» TASK DETAILS:
Using the listing, copy each whole line that features "BackoffPolicy".

» RECORD EXCERPTS:
★ ★ ★ ★ ★
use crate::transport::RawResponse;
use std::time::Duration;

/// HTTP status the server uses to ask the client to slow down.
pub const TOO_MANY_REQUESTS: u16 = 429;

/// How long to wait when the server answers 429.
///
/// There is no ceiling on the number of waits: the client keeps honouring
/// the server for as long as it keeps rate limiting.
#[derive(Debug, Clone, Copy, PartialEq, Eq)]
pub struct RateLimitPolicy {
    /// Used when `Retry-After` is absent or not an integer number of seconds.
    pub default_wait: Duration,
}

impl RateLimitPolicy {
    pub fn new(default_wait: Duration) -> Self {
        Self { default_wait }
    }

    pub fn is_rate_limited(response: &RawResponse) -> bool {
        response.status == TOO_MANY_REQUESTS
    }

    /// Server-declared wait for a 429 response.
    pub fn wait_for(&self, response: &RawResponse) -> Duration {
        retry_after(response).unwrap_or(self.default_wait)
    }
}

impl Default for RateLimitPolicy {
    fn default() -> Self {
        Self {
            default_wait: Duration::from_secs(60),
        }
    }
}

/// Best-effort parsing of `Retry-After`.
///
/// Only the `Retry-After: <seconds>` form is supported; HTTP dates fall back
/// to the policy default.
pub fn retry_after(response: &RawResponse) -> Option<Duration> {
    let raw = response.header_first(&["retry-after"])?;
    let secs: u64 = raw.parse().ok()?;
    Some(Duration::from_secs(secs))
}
★ ★ ★ ★ ★
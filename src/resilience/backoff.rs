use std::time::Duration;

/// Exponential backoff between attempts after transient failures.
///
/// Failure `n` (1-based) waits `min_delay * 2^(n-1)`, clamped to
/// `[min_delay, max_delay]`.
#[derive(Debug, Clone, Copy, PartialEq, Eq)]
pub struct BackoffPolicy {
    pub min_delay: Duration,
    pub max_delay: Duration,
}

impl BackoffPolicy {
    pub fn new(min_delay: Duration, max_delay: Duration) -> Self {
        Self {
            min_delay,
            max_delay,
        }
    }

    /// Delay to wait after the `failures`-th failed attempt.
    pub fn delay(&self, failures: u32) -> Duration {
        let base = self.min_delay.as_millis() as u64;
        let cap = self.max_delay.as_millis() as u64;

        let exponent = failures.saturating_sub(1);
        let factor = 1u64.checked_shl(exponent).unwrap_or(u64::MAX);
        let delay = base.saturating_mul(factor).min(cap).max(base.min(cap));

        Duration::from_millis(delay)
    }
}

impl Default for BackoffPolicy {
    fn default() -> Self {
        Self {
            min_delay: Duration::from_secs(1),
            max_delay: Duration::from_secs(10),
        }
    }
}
★ ★ ★ ★ ★
» RESPONSE TO THE EXERCISE:
pub struct BackoffPolicy {
impl BackoffPolicy {
impl Default for BackoffPolicy {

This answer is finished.